OpenStack Manila project leader previews Liberty, Mitaka releases

The OpenStack Manila file share service is growing up.

During a Storage Networking Industry Association (SNIA)-sponsored webcast this week, Ben Swartzlander, a NetApp architect who is the project team lead for Manila, outlined the new features in the OpenStack Liberty release that is due for general availability next week. He also gave a preview of the upcoming Mitaka release, which he estimated would be ready in late April 2016.

“There’s an infinite list of ideas for ways to enhance Manila,” Swartzlander said, “so I don’t think we’re going to run out of new things to work on for a long time.”

The Liberty release of the OpenStack Manila file-based storage service introduces some experimental APIs and features that people can use with the understanding those new capabilities could change in the future.

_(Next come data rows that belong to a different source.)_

//! Configuration types for the rate scheme.
//!
//! This module contains the strongly-typed configuration structures that
//! are deserialized from the YAML files of a scheme directory.

use chrono::NaiveDate;
use rust_decimal::Decimal;
use serde::Deserialize;

use crate::calculation::{RangeBand, validate_bands};
use crate::error::{EngineError, EngineResult};
use crate::models::{AgeCategory, EmploymentType};

/// Metadata about the rate scheme.
#[derive(Debug, Clone, Deserialize)]
pub struct SchemeMetadata {
    /// Short identifier (e.g., "kanagawa_2025").
    pub code: String,
    /// The human-readable name of the scheme.
    pub name: String,
    /// The prefecture whose health insurance rates apply.
    pub prefecture: String,
    /// The date from which the health insurance rates apply.
    pub effective_date: NaiveDate,
    /// URL to the published rate table.
    pub source_url: String,
}

/// Health insurance total rates (employer and employee combined).
#[derive(Debug, Clone, Deserialize)]
pub struct HealthRates {
    /// Rate for insured persons without nursing care (under 40, 65 and over).
    pub without_nursing_care: Decimal,
    /// Rate for insured persons aged 40 to 64, nursing care included.
    pub with_nursing_care: Decimal,
}

impl HealthRates {
    /// Selects the total rate for an age category.
    pub fn for_age(&self, age_category: AgeCategory) -> Decimal {
        if age_category.includes_nursing_care() {
            self.with_nursing_care
        } else {
            self.without_nursing_care
        }
    }

    /// The nursing care rate on its own.
    pub fn nursing_care(&self) -> Decimal {
        self.with_nursing_care - self.without_nursing_care
    }
}

/// Welfare pension rate and the bounds of its standard remuneration.
#[derive(Debug, Clone, Deserialize)]
pub struct PensionRates {
    /// Total pension rate (employer and employee combined).
    pub rate: Decimal,
    /// Lowest pension standard remuneration.
    pub floor: Decimal,
    /// Highest pension standard remuneration.
    pub cap: Decimal,
}

/// Employment insurance employee rates by industry.
#[derive(Debug, Clone, Deserialize)]
pub struct EmploymentRates {
    /// The date from which these rates apply.
    pub effective_date: NaiveDate,
    /// Rate for general business.
    pub general: Decimal,
    /// Rate for agriculture, forestry, fisheries and sake brewing.
    pub agriculture: Decimal,
    /// Rate for construction.
    pub construction: Decimal,
}

impl EmploymentRates {
    /// Selects the employee rate for an employment type.
    pub fn for_type(&self, employment_type: EmploymentType) -> Decimal {
        match employment_type {
            EmploymentType::General => self.general,
            EmploymentType::Agriculture => self.agriculture,
            EmploymentType::Construction => self.construction,
        }
    }
}

/// Rate configuration from rates.yaml.
#[derive(Debug, Clone, Deserialize)]
pub struct RatesConfig {
    /// Health insurance rates.
    pub health: HealthRates,
    /// Welfare pension rates.
    pub pension: PensionRates,
    /// Employment insurance rates.
    pub employment: EmploymentRates,
}

/// One grade of the standard monthly remuneration table.
#[derive(Debug, Clone, PartialEq, Eq, Deserialize)]
pub struct StandardRemunerationBand {
    /// Health insurance grade.
    pub grade: u32,
    /// Pension grade, when this health grade lies inside the pension scale.
    #[serde(default)]
    pub pension_grade: Option<u32>,
    /// The standard monthly remuneration for this grade.
    pub standard: Decimal,
    /// Lowest salary in the grade (inclusive).
    pub range_min: Decimal,
    /// Highest salary in the grade (exclusive). `None` for the open top grade.
    #[serde(default)]
    pub range_max: Option<Decimal>,
}

impl RangeBand for StandardRemunerationBand {
    fn range_min(&self) -> Decimal {
        self.range_min
    }

    fn range_max(&self) -> Option<Decimal> {
        self.range_max
    }
}

/// Standard remuneration file structure.
#[derive(Debug, Clone, Deserialize)]
pub struct StandardRemunerationConfig {
    /// Grades ordered by salary.
    pub bands: Vec<StandardRemunerationBand>,
}

/// One band of the monthly withholding tax table.
#[derive(Debug, Clone, PartialEq, Eq, Deserialize)]
pub struct WithholdingBand {
    /// Lowest taxable income in the band (inclusive).
    pub range_min: Decimal,
    /// Highest taxable income in the band (exclusive).
    #[serde(default)]
    pub range_max: Option<Decimal>,
    /// Tax for 0, 1, ... tabulated dependents.
    pub tax_by_dependents: Vec<Decimal>,
    /// Rate applied to income above `range_min`, added to the column amount.
    #[serde(default)]
    pub excess_rate: Option<Decimal>,
}

impl RangeBand for WithholdingBand {
    fn range_min(&self) -> Decimal {
        self.range_min
    }

    fn range_max(&self) -> Option<Decimal> {
        self.range_max
    }
}

/// Withholding table file structure.
#[derive(Debug, Clone, Deserialize)]
pub struct WithholdingTable {
    /// The highest dependent count with its own column.
    pub max_tabulated_dependents: u32,
    /// Deduction for each dependent beyond `max_tabulated_dependents`.
    pub per_extra_dependent_deduction: Decimal,
    /// Bands ordered by taxable income.
    pub bands: Vec<WithholdingBand>,
}

/// The complete rate scheme loaded from YAML files.
///
/// Band tables are sorted and validated on construction so that every
/// lookup matches exactly one band.
#[derive(Debug, Clone)]
pub struct SchemeConfig {
    metadata: SchemeMetadata,
    rates: RatesConfig,
    standard_remuneration: Vec<StandardRemunerationBand>,
    withholding: WithholdingTable,
}

impl SchemeConfig {
    /// Creates a new SchemeConfig from its component parts.
    ///
    /// Returns `ConfigInvalid` if a table has gaps or overlaps, or a rate is
    /// out of range.
    pub fn new(
        metadata: SchemeMetadata,
        rates: RatesConfig,
        standard_remuneration: Vec<StandardRemunerationBand>,
        withholding: WithholdingTable,
    ) -> EngineResult<Self> {
        let mut standard_remuneration = standard_remuneration;
        standard_remuneration.sort_by(|a, b| a.range_min.cmp(&b.range_min));
        let mut withholding = withholding;
        withholding
            .bands
            .sort_by(|a, b| a.range_min.cmp(&b.range_min));

        validate_bands("standard_remuneration", &standard_remuneration)?;
        validate_bands("withholding", &withholding.bands)?;
        Self::validate_rates(&rates)?;
        Self::validate_withholding(&withholding)?;

        Ok(Self {
            metadata,
            rates,
            standard_remuneration,
            withholding,
        })
    }

    fn validate_rates(rates: &RatesConfig) -> EngineResult<()> {
        let all = [
            ("health.without_nursing_care", rates.health.without_nursing_care),
            ("health.with_nursing_care", rates.health.with_nursing_care),
            ("pension.rate", rates.pension.rate),
            ("pension.floor", rates.pension.floor),
            ("employment.general", rates.employment.general),
            ("employment.agriculture", rates.employment.agriculture),
            ("employment.construction", rates.employment.construction),
        ];
        if let Some((name, value)) = all.iter().find(|(_, v)| *v < Decimal::ZERO) {
            return Err(EngineError::ConfigInvalid {
                message: format!("{} must not be negative, got {}", name, value),
            });
        }
        if rates.health.with_nursing_care < rates.health.without_nursing_care {
            return Err(EngineError::ConfigInvalid {
                message: "health.with_nursing_care is lower than health.without_nursing_care"
                    .to_string(),
            });
        }
        if rates.pension.cap < rates.pension.floor {
            return Err(EngineError::ConfigInvalid {
                message: format!(
                    "pension.cap {} is lower than pension.floor {}",
                    rates.pension.cap, rates.pension.floor
                ),
            });
        }
        Ok(())
    }

    fn validate_withholding(table: &WithholdingTable) -> EngineResult<()> {
        let columns = table.max_tabulated_dependents as usize + 1;
        for band in &table.bands {
            if band.tax_by_dependents.len() != columns {
                return Err(EngineError::ConfigInvalid {
                    message: format!(
                        "withholding band starting at {} has {} columns, expected {}",
                        band.range_min,
                        band.tax_by_dependents.len(),
                        columns
                    ),
                });
            }
            if band.tax_by_dependents.iter().any(|t| *t < Decimal::ZERO) {
                return Err(EngineError::ConfigInvalid {
                    message: format!(
                        "withholding band starting at {} has a negative amount",
                        band.range_min
                    ),
                });
            }
        }
        if table.per_extra_dependent_deduction < Decimal::ZERO {
            return Err(EngineError::ConfigInvalid {
                message: "per_extra_dependent_deduction must not be negative".to_string(),
            });
        }
        Ok(())
    }

    /// Returns the scheme metadata.
    pub fn metadata(&self) -> &SchemeMetadata {
        &self.metadata
    }

    /// Returns the rate configuration.
    pub fn rates(&self) -> &RatesConfig {
        &self.rates
    }

    /// Returns the standard remuneration grades, ordered by salary.
    pub fn standard_remuneration(&self) -> &[StandardRemunerationBand] {
        &self.standard_remuneration
    }

    /// Returns the withholding tax table.
    pub fn withholding(&self) -> &WithholdingTable {
        &self.withholding
    }
}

“It enables us to get features out into the hands of users and get feedback on them before we pour the concrete, so to speak,” Swartzlander said.

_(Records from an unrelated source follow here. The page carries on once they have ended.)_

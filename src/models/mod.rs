//! Core data models for the deduction engine.
//!
//! This module contains all the domain models used throughout the engine.

mod age_category;
mod calculation_result;
mod employee;
mod input;

pub use age_category::{AgeCategory, NURSING_CARE_END_AGE, NURSING_CARE_START_AGE};
pub use calculation_result::{
    AuditStep, AuditTrace, AuditWarning, CalculationResult, ContributionLine, IncomeTaxLine,
    WARNING_CATEGORY_UNAVAILABLE, WARNING_NEGATIVE_NET_PAYMENT, WARNING_TAX_APPROXIMATED,
};
pub use employee::{CalculationOptions, EmploymentType};
pub use input::{CalculatorInput, DeductionInput, MAX_AGE};
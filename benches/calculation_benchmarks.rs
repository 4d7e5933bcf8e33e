//! Performance benchmarks for the deduction engine.
//!
//! This benchmark suite measures:
//! - A single synchronous calculation against the local tables
//! - A single calculation through the async pipeline
//! - A single calculation through the HTTP API
//! - Batches of 100 and 1000 varied inputs through the pipeline
//!
//! Run with: `cargo bench`
//! HTML reports are generated in `target/criterion/`

use std::sync::Arc;

use criterion::{BenchmarkId, Criterion, Throughput, black_box, criterion_group, criterion_main};
use rust_decimal::Decimal;

use deduction_engine::api::{AppState, create_router};
use deduction_engine::calculation::calculate_deductions;
use deduction_engine::config::{ConfigLoader, DEFAULT_LOOKUP_TIMEOUT};
use deduction_engine::models::{DeductionInput, EmploymentType};
use deduction_engine::pipeline::DeductionPipeline;
use deduction_engine::provider::TableRateProvider;

use axum::{body::Body, http::Request};
use tower::ServiceExt;

fn load_config() -> Arc<ConfigLoader> {
    Arc::new(ConfigLoader::load("./config/kanagawa_2025").expect("Failed to load config"))
}

fn create_pipeline() -> DeductionPipeline {
    DeductionPipeline::new(
        Arc::new(TableRateProvider::new(load_config())),
        DEFAULT_LOOKUP_TIMEOUT,
    )
}

/// Creates `count` inputs spread over salaries, ages and dependents.
fn create_inputs(count: usize) -> Vec<DeductionInput> {
    (0..count)
        .map(|i| {
            let salary = Decimal::from(80_000 + (i as i64 * 7_919) % 1_400_000);
            let mut input = DeductionInput::new(salary, 20 + (i as u32 % 50));
            input.dependents = i as u32 % 10;
            input.employment_type = match i % 3 {
                0 => EmploymentType::General,
                1 => EmploymentType::Agriculture,
                _ => EmploymentType::Construction,
            };
            input
        })
        .collect()
}

/// Benchmark: Single synchronous calculation.
fn bench_single_calculation(c: &mut Criterion) {
    let config = load_config();
    let input = DeductionInput::new(Decimal::from(300_000), 35);

    c.bench_function("single_calculation", |b| {
        b.iter(|| black_box(calculate_deductions(black_box(&input), &config).unwrap()))
    });
}

/// Benchmark: Single calculation through the staged pipeline.
fn bench_pipeline(c: &mut Criterion) {
    let rt = tokio::runtime::Runtime::new().unwrap();
    let pipeline = create_pipeline();
    let input = DeductionInput::new(Decimal::from(300_000), 50);

    c.bench_function("pipeline_single", |b| {
        b.to_async(&rt)
            .iter(|| async { black_box(pipeline.calculate(&input).await.unwrap()) })
    });
}

/// Benchmark: Single calculation through POST /calculate.
fn bench_api_request(c: &mut Criterion) {
    let rt = tokio::runtime::Runtime::new().unwrap();
    let router = create_router(AppState::new(
        ConfigLoader::load("./config/kanagawa_2025").expect("Failed to load config"),
    ));
    let body = serde_json::json!({ "salary": 300000, "age": 35, "dependents": 2 }).to_string();

    c.bench_function("api_calculate", |b| {
        b.to_async(&rt).iter(|| async {
            let router = router.clone();
            let response = router
                .oneshot(
                    Request::builder()
                        .method("POST")
                        .uri("/calculate")
                        .header("Content-Type", "application/json")
                        .body(Body::from(body.clone()))
                        .unwrap(),
                )
                .await
                .unwrap();
            black_box(response)
        })
    });
}

/// Benchmark: Batches of varied inputs through the pipeline.
fn bench_batches(c: &mut Criterion) {
    let rt = tokio::runtime::Runtime::new().unwrap();
    let pipeline = create_pipeline();

    let mut group = c.benchmark_group("batch_processing");
    group.sample_size(10);

    for size in [100usize, 1000] {
        let inputs = create_inputs(size);
        group.throughput(Throughput::Elements(size as u64));
        group.bench_with_input(BenchmarkId::new("inputs", size), &inputs, |b, inputs| {
            b.to_async(&rt).iter(|| async {
                let mut results = Vec::with_capacity(inputs.len());
                for input in inputs {
                    results.push(pipeline.calculate(input).await.unwrap());
                }
                black_box(results)
            })
        });
    }

    group.finish();
}

criterion_group!(
    benches,
    bench_single_calculation,
    bench_pipeline,
    bench_api_request,
    bench_batches,
);
criterion_main!(benches);
/// Handler for POST /calculate endpoint.
///
/// Accepts a calculation request and returns the calculated deductions.
async fn calculate_handler(
    State(state): State<AppState>,
    payload: Result<Json<CalculationRequest>, JsonRejection>,
) -> impl IntoResponse {
    let correlation_id = Uuid::new_v4();
    info!(correlation_id = %correlation_id, "Processing calculation request");

    let request = match payload {
        Ok(Json(req)) => req,
        Err(rejection) => {
            let error = match rejection {
                JsonRejection::JsonDataError(err) => {
                    let body_text = err.body_text();
                    warn!(
                        correlation_id = %correlation_id,
                        error = %body_text,
                        "JSON data error"
                    );
                    ApiError::validation_error(body_text)
                }
                JsonRejection::JsonSyntaxError(err) => {
                    warn!(
                        correlation_id = %correlation_id,
                        error = %err,
                        "JSON syntax error"
                    );
                    ApiError::malformed_json(format!("Invalid JSON syntax: {}", err))
                }
                JsonRejection::MissingJsonContentType(_) => {
                    ApiError::new("MISSING_CONTENT_TYPE", "Content-Type must be application/json")
                }
                _ => ApiError::malformed_json("Failed to parse request body"),
            };
            return ApiErrorResponse::bad_request(error).into_response();
        }
    };

    let missing = request.missing_fields();
    if !missing.is_empty() {
        info!(
            correlation_id = %correlation_id,
            missing = ?missing,
            "Calculation requested before input was complete"
        );
        return ApiErrorResponse::bad_request(ApiError::input_incomplete(&missing))
            .into_response();
    }

    let input = match CalculatorInput::from(request).to_deduction_input() {
        Ok(input) => input,
        Err(err) => {
            warn!(correlation_id = %correlation_id, error = %err, "Invalid calculation input");
            return ApiErrorResponse::from(err).into_response();
        }
    };

    let start_time = Instant::now();
    match state.pipeline().calculate(&input).await {
        Ok(result) => {
            info!(
                correlation_id = %correlation_id,
                calculation_id = %result.calculation_id,
                total_deduction = %result.total_deduction,
                net_payment = %result.net_payment,
                duration_us = start_time.elapsed().as_micros(),
                "Calculation completed successfully"
            );
            (
                StatusCode::OK,
                [(header::CONTENT_TYPE, "application/json")],
                Json(result),
            )
                .into_response()
        }
        Err(err) => {
            warn!(
                correlation_id = %correlation_id,
                error = %err,
                "Calculation failed"
            );
            ApiErrorResponse::from(err).into_response()
        }
    }
}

With Liberty, Swartzlander said the community focused on documentation to bring Manila up to par with the rest of the OpenStack projects, which include Swift object and Cinder block storage. Manila contributors also open sourced the generic server image, which Swartzlander admitted is “something we should have done earlier.”

Other new features in the Liberty release of OpenStack Manila include:

–Oversubscription, which Swartzlander said is “basically thin provisioning your storage and having Manila manage the degree to which you oversubscribe your backend.” He said users could oversubscribe by a factor of 2x or 10x or whatever they are comfortable with.

–Expanding/shrinking of shares. (A share is an instance of a shared file system.) Swartzlander said the new expand/shrink feature is important “because you don’t always know how much space you’re going to need from the beginning.”

–Micro-versions, which Swartzlander described as “basically a fine-grained version of the API, so that every time you make a change to the API, we increment the version number.” He said, “The servers and clients are implemented in such a way that they can negotiate down to a version that is in common between that server and that client so that in case things have changed in the API, they can find a common version and speak that version and maintain compatibility over a wider range of releases.”

–Consistency groups, an experimental feature that allows users to snapshot multiple shares as a unit. Swartzlander cited a potential use case with storage for a database. “Maybe I want to have the table space on relatively large performing storage, and I want to have my database logs on really fast storage to maximize my database performance, and without costing too much,” he said. “But to back up my database, I need to be able to take a consistent snapshot of those two shares. ‘Consistency groups’ enables you to do that.”

–Mount automation of shares. The feature would enable users to intercept operations such as the creation of shares or granting access to a share and trigger a script to automate the mounting of the shares. He said there are different ways to do automation, but this feature covers many use cases.

“One of the major differences between block storage and shared file systems is exactly how the storage gets attached from where the bytes are to where the client is using the storage,” Swartzlander explained. “With block storage, you have a hypervisor in the middle, and the hypervisor has an API where you can tell it, ‘Go connect to this and get that storage and then provide it through to the guests.’ And the guests just see the new hard disk pop up, and the operating system then sees the new block device, and it can automate doing what needs to be done.

“With the shared file system, the mounting is actually direct from that guest [virtual machine] VM through to the backend,” he said. “The hypervisor isn’t really involved in that process, and so getting the clients to automatically mount the storage is a challenge that we’ve been aware of since the beginning of the project.”

–Share migration, an experimental feature that permits the movement of a share from one storage controller to another. Share migration will be administrator-controlled initially, according to Swartzlander.

“The use case for something like this would be evacuation of a storage controller for maintenance,” he said. “Perhaps you want to do load balancing. You have one storage controller that’s working really hard and another one that’s not working hard enough. You can move some stuff around.”

Swartzlander added that share migration would form the basis of future features such as re-typing a share, changing the type of an existing share, changing the availability of an existing share and changing the security domain.

Areas of focus for the upcoming Mitaka release include “Migration 2.0,” additional first-party open source drivers supported by the community, improved support for rolling upgrades and high availability, and share replication.

Swartzlander said the latter feature would allow Manila to configure a share to be replicated to a different availability zone. In the event of a power failure, fire or flood in the data center, users would be able to switch to the replicated copy of the data to keep an application running, he said.

“The goal is to support a wide variety of implementations,” Swartzlander said. “We have, for example, a proposal to do active-active replication or active-passive replication. Synchronous or asynchronous are both supported depending on what the vendor wants to implement and what the administrator wants to enable.”